The interesting part is that instead of building a project management tool I
(unintended and accidental) invented a new way of working and doing projects
(now it is called TimeBlock)

I told other project managers, business owners, personal efficiency experts
and Makers about the method and people started copying it in more than half
the times I told about the method, to the point that 6 other business were
using the method before we had written a single line of code.

This way of working has made me and my consultancy business employees much
happier and we even had CEO's question if we hid something from them because
the projects ran so smoothly :)

Mail me or go to our website to learn more
[http://timeblock.com](http://timeblock.com)

------
randsp
Sorry for advertisement, I'm the cofounder of Planplex and maybe you could
find it useful for your needs:
[http://www.planplex.com](http://www.planplex.com)

Main features are:

\- <canvas> based and optimized for Chrome, it means Planplex supports
thousands of tasks

\- Collaborative with realtime chat

\- Links support to integrate with other tools like Git, Jira, Redmine...

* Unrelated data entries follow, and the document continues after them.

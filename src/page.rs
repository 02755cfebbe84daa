//! Pages and books
//!
//! A `Book` is an ordered, fixed-length sequence of `Page`s plus catalog
//! metadata. Pages are decoded once and never mutated by the viewer.

use std::path::Path;

use serde::{Deserialize, Serialize};

use crate::error::KitabuError;

/// Catalog identifier of a book.
pub type BookId = u64;

/// One unit of displayable content: illustration, text, narration reference.
#[derive(Clone, Debug, PartialEq, Eq, Serialize, Deserialize)]
pub struct Page {
    /// Illustration URI.
    pub image: String,
    /// Text shown over the illustration.
    pub text: String,
    /// Narration audio URI. Playback is handled elsewhere.
    #[serde(rename = "audioRef", alias = "audioUrl", default)]
    pub audio_ref: String,
}

impl Page {
    /// Create a page from its three parts.
    pub fn new(
        image: impl Into<String>,
        text: impl Into<String>,
        audio_ref: impl Into<String>,
    ) -> Self {
        Self {
            image: image.into(),
            text: text.into(),
            audio_ref: audio_ref.into(),
        }
    }

    /// Whether a narration reference is attached (`#` counts as none).
    pub fn has_audio(&self) -> bool {
        !self.audio_ref.is_empty() && self.audio_ref != "#"
    }
}

/// Reading level shown in the reader footer and used by catalog filters.
#[derive(Clone, Copy, Debug, Default, PartialEq, Eq, Hash, Serialize, Deserialize)]
#[serde(rename_all = "lowercase")]
pub enum Level {
    /// First books.
    #[default]
    Beginner,
    /// Short chapters, longer sentences.
    Intermediate,
    /// Independent readers.
    Advanced,
}

impl Level {
    /// Footer label, e.g. `Beginner Level`.
    pub fn label(self) -> &'static str {
        match self {
            Level::Beginner => "Beginner Level",
            Level::Intermediate => "Intermediate Level",
            Level::Advanced => "Advanced Level",
        }
    }

    /// Lowercase name used in filters and JSON.
    pub fn as_str(self) -> &'static str {
        match self {
            Level::Beginner => "beginner",
            Level::Intermediate => "intermediate",
            Level::Advanced => "advanced",
        }
    }
}

/// A book with its metadata and page sequence.
#[derive(Clone, Debug, PartialEq, Eq, Serialize, Deserialize)]
pub struct Book {
    /// Catalog id.
    #[serde(default)]
    pub id: BookId,
    /// Display title.
    pub title: String,
    /// Author display name.
    #[serde(default)]
    pub author: String,
    /// Reading level.
    #[serde(default)]
    pub level: Level,
    /// Category, e.g. `Adventure`.
    #[serde(default)]
    pub category: Option<String>,
    /// Age band, e.g. `5-7`.
    #[serde(default)]
    pub age_group: Option<String>,
    /// Short blurb.
    #[serde(default)]
    pub description: String,
    /// Pages in reading order.
    pub pages: Vec<Page>,
}

impl Book {
    /// Decode a book from JSON.
    pub fn from_json(json: &str) -> Result<Self, KitabuError> {
        Ok(serde_json::from_str(json)?)
    }

    /// Read and decode a book JSON file.
    pub fn from_path<P: AsRef<Path>>(path: P) -> Result<Self, KitabuError> {
        let json = std::fs::read_to_string(path)?;
        Self::from_json(&json)
    }

    /// Number of pages.
    pub fn page_count(&self) -> usize {
        self.pages.len()
    }

    /// Fail with `EmptyBook` unless the book can be opened in a viewer.
    pub fn ensure_readable(&self) -> Result<(), KitabuError> {
        if self.pages.is_empty() {
            return Err(KitabuError::EmptyBook {
                title: self.title.clone(),
            });
        }
        Ok(())
    }

    /// Catalog summary without the page payload.
    pub fn summary(&self) -> BookSummary {
        BookSummary {
            id: self.id,
            title: self.title.clone(),
            author: self.author.clone(),
            level: self.level,
            category: self.category.clone(),
            age_group: self.age_group.clone(),
            page_count: self.pages.len(),
        }
    }
}

/// Book listing entry.
#[derive(Clone, Debug, PartialEq, Eq, Serialize, Deserialize)]
pub struct BookSummary {
    /// Catalog id.
    pub id: BookId,
    /// Display title.
    pub title: String,
    /// Author display name.
    pub author: String,
    /// Reading level.
    pub level: Level,
    /// Category, if any.
    pub category: Option<String>,
    /// Age band, if any.
    pub age_group: Option<String>,
    /// Number of pages.
    pub page_count: usize,
}
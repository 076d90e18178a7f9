//! HTTP clients for the remote products API.
//!
//! This module provides typed clients for the DummyJSON-compatible API the
//! application talks to: [`auth::AuthApi`] for the login endpoint and
//! [`products::ProductsApi`] for the product endpoints. Both share the same
//! client construction and response handling so errors carry the
//! server-supplied message whenever one exists.

pub mod auth;
pub mod products;
pub mod types;

pub use auth::AuthApi;
pub use products::ProductsApi;

use std::time::Duration;

use reqwest::Client;
use serde::de::DeserializeOwned;
use serde::Deserialize;

use crate::error::ApiError;

const USER_AGENT: &str = "kardex/0.1.0";

/// Error body shape used by the remote API
#[derive(Debug, Deserialize)]
struct ErrorBody {
    message: String,
}

/// Builds the reqwest client shared by the API collaborators
pub(crate) fn build_client(timeout_seconds: u64) -> Result<Client, ApiError> {
    let client = Client::builder()
        .timeout(Duration::from_secs(timeout_seconds))
        .user_agent(USER_AGENT)
        .build()?;
    Ok(client)
}

/// Checks the response status and decodes the body
///
/// Non-2xx responses become [`ApiError::Status`], carrying the `message`
/// field of the error body when the server supplied one.
pub(crate) async fn decode<T: DeserializeOwned>(
    response: reqwest::Response,
) -> Result<T, ApiError> {
    let status = response.status();
    if !status.is_success() {
        let body = response.text().await.unwrap_or_default();
        let message = serde_json::from_str::<ErrorBody>(&body)
            .ok()
            .map(|b| b.message)
            .filter(|m| !m.is_empty());
        tracing::error!(status = status.as_u16(), body = %body, "API returned an error response");
        return Err(ApiError::Status {
            status: status.as_u16(),
            message,
        });
    }

    response.json::<T>().await.map_err(|e| {
        tracing::error!("Failed to decode API response: {}", e);
        ApiError::Transport(e)
    })
}

#[cfg(test)]
mod tests {
    use super::*;

    #[test]
    fn test_build_client_succeeds() {
        let client = build_client(30);
        assert!(client.is_ok());
    }

    #[test]
    fn test_error_body_parses_message_field() {
        let body: ErrorBody = serde_json::from_str(r#"{"message":"Invalid credentials"}"#).unwrap();
        assert_eq!(body.message, "Invalid credentials");
    }
}
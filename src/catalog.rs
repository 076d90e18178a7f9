//! Product catalog store.
//!
//! [`CatalogStore`] holds the client-side view of the remote product
//! catalog: the current page of items, the selected product, the server's
//! total count, and the loading/error flags every operation maintains.
//!
//! Network operations share one envelope: loading goes up and the previous
//! error clears before the request; loading drops on both outcomes; a
//! failure records the server message (or the operation's fallback) in
//! `error`, signals the sink, logs, and re-raises. Local patches after
//! create/update/delete are applied only once the server confirmed the
//! operation.
//!
//! Operations take `&mut self`, so two mutating calls on one store cannot
//! overlap; per-store requests are serialized by construction.

use std::collections::BTreeSet;
use std::sync::Arc;

use crate::api::types::{
    CreateProductPayload, PageQuery, Product, ProductPage, SortOrder, UpdateProductPayload,
};
use crate::api::ProductsApi;
use crate::error::{ApiError, KardexError, Result};
use crate::notify::{NotificationSink, Severity};
use crate::session::SessionStore;

const MSG_LOAD_LIST: &str = "Error al cargar productos";
const MSG_SEARCH: &str = "Error al buscar productos";
const MSG_LOAD_ONE: &str = "Error al cargar el producto";
const MSG_CREATE: &str = "Error al crear el producto";
const MSG_UPDATE: &str = "Error al actualizar el producto";
const MSG_DELETE: &str = "Error al eliminar el producto";

/// Client-side catalog state
///
/// `items` and `total` mirror the last list-shaped response; `current` is
/// the last product fetched by id. `total` always reflects the last server
/// answer plus any confirmed local patches, even when `items` holds a
/// narrowed or re-sorted page.
#[derive(Debug, Clone, Default)]
pub struct CatalogState {
    pub items: Vec<Product>,
    pub current: Option<Product>,
    pub total: u64,
    pub categories: BTreeSet<String>,
    pub is_loading: bool,
    pub error: Option<String>,
}

/// Stateful store for the product catalog
///
/// Shares the [`SessionStore`] so every request carries the auth header of
/// the moment, and a [`NotificationSink`] that receives operation outcome
/// signals. State is exposed read-only through [`CatalogStore::state`].
pub struct CatalogStore {
    api: ProductsApi,
    session: Arc<SessionStore>,
    sink: Arc<dyn NotificationSink>,
    state: CatalogState,
}

impl CatalogStore {
    /// Creates an empty store
    pub fn new(api: ProductsApi, session: Arc<SessionStore>, sink: Arc<dyn NotificationSink>) -> Self {
        Self {
            api,
            session,
            sink,
            state: CatalogState::default(),
        }
    }

    /// Read-only view of the current state
    pub fn state(&self) -> &CatalogState {
        &self.state
    }

    fn begin(&mut self) {
        self.state.is_loading = true;
        self.state.error = None;
    }

    /// Finishes an operation: drops the loading flag and, on failure,
    /// records the user message, signals the sink, and re-raises
    fn settle<T>(&mut self, result: std::result::Result<T, ApiError>, fallback: &str) -> Result<T> {
        self.state.is_loading = false;
        match result {
            Ok(value) => Ok(value),
            Err(e) => {
                let message = e.user_message(fallback);
                tracing::error!(error = %e, "Catalog request failed");
                self.state.error = Some(message.clone());
                self.sink.notify(Severity::Error, &message);
                Err(KardexError::Api(e).into())
            }
        }
    }

    /// Fetches a page of products and replaces `items` and `total`
    ///
    /// # Errors
    ///
    /// Fails with the server message or `"Error al cargar productos"`; the
    /// previous `items` are kept on failure.
    pub async fn fetch_list(&mut self, page: &PageQuery) -> Result<ProductPage> {
        self.begin();
        let auth = self.session.auth_header();
        let result = self.api.fetch_page(auth.as_deref(), page).await;
        let response = self.settle(result, MSG_LOAD_LIST)?;

        self.state.items = response.products.clone();
        self.state.total = response.total;
        Ok(response)
    }

    /// Fetches a page of one category (server-side filter)
    ///
    /// Same state replacement and failure behavior as
    /// [`CatalogStore::fetch_list`].
    pub async fn fetch_by_category(
        &mut self,
        category: &str,
        page: &PageQuery,
    ) -> Result<ProductPage> {
        self.begin();
        let auth = self.session.auth_header();
        let result = self.api.by_category(auth.as_deref(), category, page).await;
        let response = self.settle(result, MSG_LOAD_LIST)?;

        self.state.items = response.products.clone();
        self.state.total = response.total;
        Ok(response)
    }

    /// Searches products by free text
    ///
    /// A blank query delegates to [`CatalogStore::fetch_list`] with the same
    /// pagination and emits no search signals. Otherwise the result replaces
    /// `items`/`total` and the sink receives an Info signal when nothing
    /// matched or a Success signal with the total count.
    ///
    /// # Errors
    ///
    /// Fails with the server message or `"Error al buscar productos"`.
    pub async fn search(&mut self, query: &str, page: &PageQuery) -> Result<ProductPage> {
        if query.trim().is_empty() {
            return self.fetch_list(page).await;
        }

        self.begin();
        let auth = self.session.auth_header();
        let result = self.api.search(auth.as_deref(), query, page).await;
        let response = self.settle(result, MSG_SEARCH)?;

        self.state.items = response.products.clone();
        self.state.total = response.total;

        if self.state.items.is_empty() {
            self.sink.notify(
                Severity::Info,
                &format!("No se encontraron productos para \"{}\"", query),
            );
        } else {
            self.sink.notify(
                Severity::Success,
                &format!("Se encontraron {} productos", response.total),
            );
        }
        Ok(response)
    }

    /// Fetches one product by id into `current`
    ///
    /// `items` are left untouched.
    ///
    /// # Errors
    ///
    /// Fails with the server message or `"Error al cargar el producto"`.
    pub async fn fetch_by_id(&mut self, id: u64) -> Result<Product> {
        self.begin();
        let auth = self.session.auth_header();
        let result = self.api.by_id(auth.as_deref(), id).await;
        let product = self.settle(result, MSG_LOAD_ONE)?;

        self.state.current = Some(product.clone());
        Ok(product)
    }

    /// Fetches the available category slugs
    ///
    /// Failures are deliberately swallowed: the error is logged, `error`
    /// stays untouched, and an empty set comes back so category-driven UI
    /// renders without choices instead of failing. On success the set is
    /// also cached in `state.categories`.
    pub async fn fetch_categories(&mut self) -> BTreeSet<String> {
        self.state.is_loading = true;
        let auth = self.session.auth_header();
        let result = self.api.categories(auth.as_deref()).await;
        self.state.is_loading = false;

        match result {
            Ok(list) => {
                let categories: BTreeSet<String> = list.into_iter().collect();
                self.state.categories = categories.clone();
                categories
            }
            Err(e) => {
                tracing::warn!(error = %e, "Failed to load categories, continuing with none");
                BTreeSet::new()
            }
        }
    }

    /// Creates a product and patches the local page
    ///
    /// Callers validate the draft first. On success the returned record is
    /// prepended to `items` and `total` grows by one, making the new product
    /// visible without a refetch.
    ///
    /// # Errors
    ///
    /// Fails with the server message or `"Error al crear el producto"`; no
    /// local patch happens on failure.
    pub async fn create(&mut self, payload: &CreateProductPayload) -> Result<Product> {
        self.begin();
        let auth = self.session.auth_header();
        let result = self.api.create(auth.as_deref(), payload).await;
        let product = self.settle(result, MSG_CREATE)?;

        self.state.items.insert(0, product.clone());
        self.state.total += 1;
        self.sink
            .notify(Severity::Success, "Producto creado exitosamente");
        Ok(product)
    }

    /// Updates a product and patches the local page in place
    ///
    /// The matching `items` entry, when present, is replaced without moving
    /// position; `current` is replaced too when it holds the same id.
    ///
    /// # Errors
    ///
    /// Fails with the server message or `"Error al actualizar el producto"`.
    pub async fn update(&mut self, id: u64, payload: &UpdateProductPayload) -> Result<Product> {
        self.begin();
        let auth = self.session.auth_header();
        let result = self.api.update(auth.as_deref(), id, payload).await;
        let product = self.settle(result, MSG_UPDATE)?;

        if let Some(slot) = self.state.items.iter_mut().find(|p| p.id == id) {
            *slot = product.clone();
        }
        if self.state.current.as_ref().map(|c| c.id) == Some(id) {
            self.state.current = Some(product.clone());
        }
        self.sink
            .notify(Severity::Success, "Producto actualizado exitosamente");
        Ok(product)
    }

    /// Deletes a product and patches the local page
    ///
    /// The matching entry leaves `items`. `total` drops by one even when the
    /// id was not on the cached page; `saturating_sub` keeps it from
    /// underflowing.
    ///
    /// # Errors
    ///
    /// Fails with the server message or `"Error al eliminar el producto"`.
    pub async fn delete(&mut self, id: u64) -> Result<Product> {
        self.begin();
        let auth = self.session.auth_header();
        let result = self.api.delete(auth.as_deref(), id).await;
        let product = self.settle(result, MSG_DELETE)?;

        self.state.items.retain(|p| p.id != id);
        self.state.total = self.state.total.saturating_sub(1);
        self.sink
            .notify(Severity::Success, "Producto eliminado exitosamente");
        Ok(product)
    }

    /// Re-sorts the cached page by price, client-side
    ///
    /// Stable: items with equal prices keep their relative order. No
    /// network traffic and no change to `total`.
    pub fn sort_by_price(&mut self, order: SortOrder) {
        self.state.items.sort_by(|a, b| match order {
            SortOrder::Asc => a.price.total_cmp(&b.price),
            SortOrder::Desc => b.price.total_cmp(&a.price),
        });
    }

    /// Narrows the cached page to one category, client-side
    ///
    /// Matching is case-insensitive on the exact category name. `total` is
    /// left at the last server count. A blank category delegates to
    /// [`CatalogStore::fetch_list`] with default pagination, restoring the
    /// unfiltered view.
    ///
    /// # Errors
    ///
    /// Only the blank-category delegation can fail, with the same behavior
    /// as [`CatalogStore::fetch_list`].
    pub async fn filter_by_category(&mut self, category: &str) -> Result<()> {
        if category.trim().is_empty() {
            self.fetch_list(&PageQuery::default()).await?;
            return Ok(());
        }

        let needle = category.to_lowercase();
        self.state.items.retain(|p| p.category.to_lowercase() == needle);
        Ok(())
    }
}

\- Activity records to estimate the real progress of your tasks. Assign tasks
to people, press "play" on your assigned tasks and Planplex will estimate your
progress.

\- Calendars

\- Share your projects with clients or coworkers.

Check this out:
[https://www.planplex.com/frontend#public/juan/Public](https://www.planplex.com/frontend#public/juan/Public)

------
blooberr
I've been using self-hosted Redmine for over 4 years.

[https://www.digitalocean.com/features/one-click-
apps/redmine...](https://www.digitalocean.com/features/one-click-
apps/redmine/)

------
wikiwatchme
I've been happy with Trello. It's biggest benefit is the flexibility. You can
use it to fit into nearly any process.

The only thing I don't like is it is very manual. We're looking into
automating it, but not sure if the juice is worth the squeeze.